Verification of the effect from selected candidate genes on HIV-1 replication. A, Jurkat cells were stably transduced with the indicated individual shRNA, and the resulting cell clones were tested for their restriction of HIV-1 replication. Successful restriction of HIV-1 replication in the shRNA clones was shown by a reduction in RT activity in the cell culture supernatants compared with infection of control Jurkat cells (set as 1). The dotted line indicates a 50% reduction in RT activity achieved in the clonal cells. 63 selected clones (as discussed in the text) are shown. B, RT-PCR confirmation of the specific knockdown of the targeted mRNAs. The indicated mRNAs in selected clones were quantified by RT-PCR using gene-specific primers; the data were normalized to cellular 18 S RNA. The RT-PCR amount for each of the indicated mRNA in the parental Jurkat cell was set as 1.

FIGURE 3.

Flow cytometric analysis of cell surface CD4 in shRNA Jurkat clones.
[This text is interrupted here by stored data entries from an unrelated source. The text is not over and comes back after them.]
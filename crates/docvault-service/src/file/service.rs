//! File metadata CRUD with access enforcement.

use std::sync::Arc;

use chrono::Utc;
use tracing::{info, warn};

use docvault_auth::{can_view_file, require_access, resolve_file_access, resolve_folder_access};
use docvault_core::traits::BlobStore;
use docvault_core::types::{FileId, FolderId};
use docvault_core::{AppResult, ErrorCode};
use docvault_database::{EntityStore, MemoryStore};
use docvault_entity::access::{AccessLevel, DocumentAction};
use docvault_entity::file::{CreateFile, File, UpdateFile};
use docvault_entity::sanitize::{prepare_name, prepare_optional};
use docvault_entity::user::User;

use crate::context::{RequestContext, load_actor};
use crate::coordinator::SharedStore;

/// Manages file records and their payloads.
#[derive(Debug)]
pub struct FileService<S: EntityStore = MemoryStore> {
    pub(crate) store: SharedStore<S>,
    pub(crate) blobs: Arc<dyn BlobStore>,
    pub(crate) max_upload_size_bytes: u64,
}

impl<S: EntityStore> FileService<S> {
    /// Creates a new file service.
    pub fn new(store: SharedStore<S>, blobs: Arc<dyn BlobStore>, max_upload_size_bytes: u64) -> Self {
        Self {
            store,
            blobs,
            max_upload_size_bytes,
        }
    }

    /// Creates a draft file record. Requires `Uploader` on the folder.
    ///
    /// The caller becomes the last editor, which is what later allows it to
    /// upload the payload and to see the draft.
    pub async fn create_file(&self, ctx: &RequestContext, req: CreateFile) -> AppResult<File> {
        let mut store = self.store.write().await;
        let actor = load_actor(&*store, ctx)?;

        let folder_id = req
            .folder_id
            .and_then(FolderId::present)
            .ok_or(ErrorCode::RequiredFolderId)?;
        let (folder, level) = resolve_folder_access(&*store, &actor, folder_id)?;
        require_access(&actor, level, DocumentAction::FileCreate)?;

        let name = prepare_name(&req.name);
        if name.is_empty() {
            return Err(ErrorCode::RequiredFileName.into());
        }
        if store.find_file_by_name(folder.id, &name)?.is_some() {
            return Err(ErrorCode::FileAlreadyExists.into());
        }

        let now = Utc::now();
        let file = store.files_mut().create(File {
            id: FileId::new(),
            name,
            folder_id: folder.id,
            last_editor_id: actor.id,
            is_published: false,
            created_at: now,
            updated_at: now,
        })?;

        info!(
            user_id = %ctx.user_id,
            file_id = %file.id,
            folder_id = %folder.id,
            name = %file.name,
            "File created"
        );
        Ok(file)
    }

    /// Gets a file record.
    ///
    /// Unknown ids report `FileNotFound` before any permission check. The
    /// last editor always sees the file; others need `Viewer`, and
    /// `Publisher` for drafts.
    pub async fn get_file(&self, ctx: &RequestContext, file_id: FileId) -> AppResult<File> {
        let store = self.store.read().await;
        let actor = load_actor(&*store, ctx)?;
        let (file, _) = viewable_file(&*store, &actor, file_id)?;
        Ok(file)
    }

    /// The caller's level on a file's folder.
    pub async fn check_access(&self, ctx: &RequestContext, file_id: FileId) -> AppResult<AccessLevel> {
        let store = self.store.read().await;
        let actor = load_actor(&*store, ctx)?;
        let (_, level) = resolve_file_access(&*store, &actor, file_id)?;
        Ok(level)
    }

    /// Renames, moves and/or (un)publishes a file.
    ///
    /// Requires `Publisher` on the current folder, and on the destination
    /// folder when moving. The caller becomes the last editor.
    pub async fn update_file(
        &self,
        ctx: &RequestContext,
        file_id: FileId,
        patch: UpdateFile,
    ) -> AppResult<File> {
        let mut store = self.store.write().await;
        let actor = load_actor(&*store, ctx)?;

        let (mut file, level) = resolve_file_access(&*store, &actor, file_id)?;
        require_access(&actor, level, DocumentAction::FileUpdate)?;

        let folder_id = match patch
            .folder_id
            .and_then(FolderId::present)
            .filter(|id| *id != file.folder_id)
        {
            Some(destination) => {
                let (folder, level) = resolve_folder_access(&*store, &actor, destination)?;
                require_access(&actor, level, DocumentAction::FileUpdate)?;
                folder.id
            }
            None => file.folder_id,
        };

        let name = prepare_optional(patch.name.as_deref()).unwrap_or_else(|| file.name.clone());
        if let Some(existing) = store.find_file_by_name(folder_id, &name)? {
            if existing.id != file.id {
                return Err(ErrorCode::FileAlreadyExists.into());
            }
        }

        file.name = name;
        file.folder_id = folder_id;
        if let Some(is_published) = patch.is_published {
            file.is_published = is_published;
        }
        file.last_editor_id = actor.id;
        file.updated_at = Utc::now();
        let file = store.files_mut().update(file)?;

        info!(
            user_id = %ctx.user_id,
            file_id = %file.id,
            folder_id = %file.folder_id,
            is_published = file.is_published,
            "File updated"
        );
        Ok(file)
    }

    /// Deletes a file record and its payload. Requires `Publisher`.
    pub async fn delete_file(&self, ctx: &RequestContext, file_id: FileId) -> AppResult<()> {
        let mut store = self.store.write().await;
        let actor = load_actor(&*store, ctx)?;

        let (file, level) = resolve_file_access(&*store, &actor, file_id)?;
        require_access(&actor, level, DocumentAction::FileDelete)?;

        // Payload first: a failed blob delete leaves the record for a retry.
        let had_payload = self.blobs.delete(file.id).await?;
        store.files_mut().delete(&file.id)?;

        info!(
            user_id = %ctx.user_id,
            file_id = %file.id,
            had_payload,
            "File deleted"
        );
        Ok(())
    }
}

/// Load a file the actor is allowed to see, with the actor's level.
pub(crate) fn viewable_file<S>(store: &S, actor: &User, file_id: FileId) -> AppResult<(File, AccessLevel)>
where
    S: EntityStore + ?Sized,
{
    let (file, level) = resolve_file_access(store, actor, file_id)?;
    ensure_viewable(actor, &file, level)?;
    Ok((file, level))
}

/// Fail with `Forbidden` unless `actor`, holding `level`, may see `file`.
pub(crate) fn ensure_viewable(actor: &User, file: &File, level: AccessLevel) -> AppResult<()> {
    if !can_view_file(actor, file, level) {
        warn!(user_id = %actor.id, file_id = %file.id, %level, "File read denied");
        return Err(ErrorCode::Forbidden.into());
    }
    Ok(())
}
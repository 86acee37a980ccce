//! Access check command.

use clap::Args;
use serde::Serialize;

use docvault_core::AppResult;
use docvault_core::types::FolderId;
use docvault_entity::AccessLevel;
use docvault_service::{DocumentHub, RequestContext};

use crate::output::{self, OutputFormat};

/// Arguments for the check command
#[derive(Debug, Args)]
pub struct CheckArgs {
    /// Folder ID
    pub folder_id: FolderId,
}

#[derive(Debug, Serialize)]
struct CheckResult<'a> {
    username: &'a str,
    folder_id: FolderId,
    access_level: AccessLevel,
}

/// Print the acting user's resolved level on a folder
pub async fn execute(
    args: &CheckArgs,
    hub: &DocumentHub,
    ctx: &RequestContext,
    format: OutputFormat,
) -> AppResult<()> {
    let level = hub.folders().check_access(ctx, args.folder_id).await?;
    match format {
        OutputFormat::Json => output::print_json(&CheckResult {
            username: &ctx.username,
            folder_id: args.folder_id,
            access_level: level,
        }),
        OutputFormat::Table => {
            output::print_kv("User", &ctx.username);
            output::print_kv("Folder", &args.folder_id.to_string());
            output::print_kv("Access level", level.as_str());
        }
    }
    Ok(())
}
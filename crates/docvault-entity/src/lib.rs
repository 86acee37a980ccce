//! # docvault-entity
//!
//! Domain entity models for DocVault. Every struct in this crate is either a
//! stored record (implementing [`docvault_core::traits::Entity`]), a request
//! or patch value, or a read-side view assembled by the service layer. All
//! entities derive `Debug`, `Clone`, `Serialize` and `Deserialize`.

pub mod access;
pub mod file;
pub mod folder;
pub mod sanitize;
pub mod user;

pub use access::{AccessLevel, AccessRole, DocumentAction};
pub use file::File;
pub use folder::Folder;
pub use user::{User, UserRole};
//! In-memory entity store.

use serde::{Deserialize, Serialize};

use docvault_core::traits::Repository;
use docvault_entity::access::AccessRole;
use docvault_entity::file::File;
use docvault_entity::folder::Folder;
use docvault_entity::user::{User, UserRole};

use crate::store::EntityStore;
use crate::table::MemoryTable;

/// All entity tables held in process memory.
///
/// Serializes to a single JSON document; see [`crate::snapshot`].
#[derive(Debug, Clone, Default, Serialize, Deserialize)]
pub struct MemoryStore {
    #[serde(default)]
    users: MemoryTable<User>,
    #[serde(default)]
    folders: MemoryTable<Folder>,
    #[serde(default)]
    files: MemoryTable<File>,
    #[serde(default)]
    user_roles: MemoryTable<UserRole>,
    #[serde(default)]
    access_roles: MemoryTable<AccessRole>,
}

impl MemoryStore {
    /// Create an empty store.
    pub fn new() -> Self {
        Self::default()
    }

    /// Returns `true` when no entity of any kind is stored.
    pub fn is_empty(&self) -> bool {
        self.users.is_empty()
            && self.folders.is_empty()
            && self.files.is_empty()
            && self.user_roles.is_empty()
            && self.access_roles.is_empty()
    }
}

impl EntityStore for MemoryStore {
    fn users(&self) -> &dyn Repository<User> {
        &self.users
    }

    fn users_mut(&mut self) -> &mut dyn Repository<User> {
        &mut self.users
    }

    fn folders(&self) -> &dyn Repository<Folder> {
        &self.folders
    }

    fn folders_mut(&mut self) -> &mut dyn Repository<Folder> {
        &mut self.folders
    }

    fn files(&self) -> &dyn Repository<File> {
        &self.files
    }

    fn files_mut(&mut self) -> &mut dyn Repository<File> {
        &mut self.files
    }

    fn user_roles(&self) -> &dyn Repository<UserRole> {
        &self.user_roles
    }

    fn user_roles_mut(&mut self) -> &mut dyn Repository<UserRole> {
        &mut self.user_roles
    }

    fn access_roles(&self) -> &dyn Repository<AccessRole> {
        &self.access_roles
    }

    fn access_roles_mut(&mut self) -> &mut dyn Repository<AccessRole> {
        &mut self.access_roles
    }
}
//! Entity store configuration.

use serde::{Deserialize, Serialize};

/// Where the in-memory entity store is persisted between runs.
#[derive(Debug, Clone, Serialize, Deserialize)]
pub struct StoreConfig {
    /// JSON snapshot file. No persistence when unset.
    #[serde(default = "default_snapshot_path")]
    pub snapshot_path: Option<String>,
    /// Write the snapshot after every successful mutation.
    #[serde(default = "default_autosave")]
    pub autosave: bool,
}

impl Default for StoreConfig {
    fn default() -> Self {
        Self {
            snapshot_path: default_snapshot_path(),
            autosave: default_autosave(),
        }
    }
}

fn default_snapshot_path() -> Option<String> {
    Some("./data/docvault.json".to_string())
}

fn default_autosave() -> bool {
    true
}
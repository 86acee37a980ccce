//! Bootstrap data configuration.

use serde::{Deserialize, Serialize};

/// Accounts and folders created by `seed` on an empty store.
#[derive(Debug, Clone, Serialize, Deserialize)]
pub struct SeedConfig {
    /// Username of the initial administrator.
    #[serde(default = "default_admin_username")]
    pub admin_username: String,
    /// Password of the initial administrator.
    #[serde(default = "default_admin_password")]
    pub admin_password: String,
    /// Display name of the initial administrator.
    #[serde(default = "default_admin_display_name")]
    pub admin_display_name: String,
    /// Name of the root folder.
    #[serde(default = "default_root_folder_name")]
    pub root_folder_name: String,
}

impl Default for SeedConfig {
    fn default() -> Self {
        Self {
            admin_username: default_admin_username(),
            admin_password: default_admin_password(),
            admin_display_name: default_admin_display_name(),
            root_folder_name: default_root_folder_name(),
        }
    }
}

fn default_admin_username() -> String {
    "admin".to_string()
}

fn default_admin_password() -> String {
    "password".to_string()
}

fn default_admin_display_name() -> String {
    "Administrator".to_string()
}

fn default_root_folder_name() -> String {
    "root".to_string()
}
Expression of cell surface CD4 in selected shRNA Jurkat clones (PRMT3, GALC, STXBP2, SNX10, EPAS1, PRDM2, NRF1, NCOA3, and EXOSC5) was compared with that of normal Jurkat cells. An IgG_κ1 isotype control phycoerythrin staining of Jurkat cells was used as a negative control. Dotted lines are drawn to indicate the peak background intensity of the isotype control. MFI, mean fluorescent intensity.

FIGURE 4.

CCK-8 measurement of the proliferation of Jurkat and shRNA Jurkat clones. The CCK-8 assay measures the dehydrogenase metabolic activity of proliferating cells. The 450 nm absorbance increases proportionally with the number of dividing cells. The indicated shRNA Jurkat clones (EXOSC5, CAPN3, HTR4, BTF3, PRMT3, GALC, PVALB, FGF7, STXBP2, CLDN3, ACT6LB, SNX10, PRDM2, CTBP1, NRF1, CREBP3, and NR2F1) showed CCK-8 profiles similar to that from control Jurkat cells (boxed).

FIGURE 5.

Analyses of the function contributed by candidate genes to the replicative life cycle of HIV-1. A, knockdown of NRF1 reduced the cell surface expression of HIV-1 co-receptor CXCR4. CXCR4 expression from the average values of three independent NRF1-shRNA clones was compared with parental Jurkat cells (set as 100) and with the average values from three of the other indicated shRNA clones. B, two different STXBP2-shRNA clones (A35 and A36) illustrate the reduced amount of reverse transcribed proviral DNA after HIV-1 infection. The proviral DNA level of infected control Jurkat cells was set as 100. Other shRNA clones, as indicated, did not show significant reduction. C, reduced HIV-1 transcription was seen in NCOA3 and PRDM2 shRNA clones compared with control Jurkat and the other indicated clones. Values are the averages from three independent clones. D, EXOSC5-shRNA cell clone showed a changed profile of transfected HIV-1 GFP-Gag. A “speckled” pattern for GFP-Gag was seen in the parental Jurkat cell (upper panel), whereas in an EXOSC5-shRNA clone a diffuse amorphous EGF-Gag pattern was visualized (lower panel). Images shown in the upper and lower panels represent “slices” from a single cell.

FIGURE 6.

Overexpression reconstitution of the cognate mRNAs targeted by shRNA knockdown rescued HIV-1 replication in shRNA Jurkat clones. The overexpression of the cognate full-length cDNA, but not a control vector plasmid, increased HIV-1 replication as measured by supernatant RT production (top) and p24 quantification (bottom) in the indicated shRNA Jurkat clones.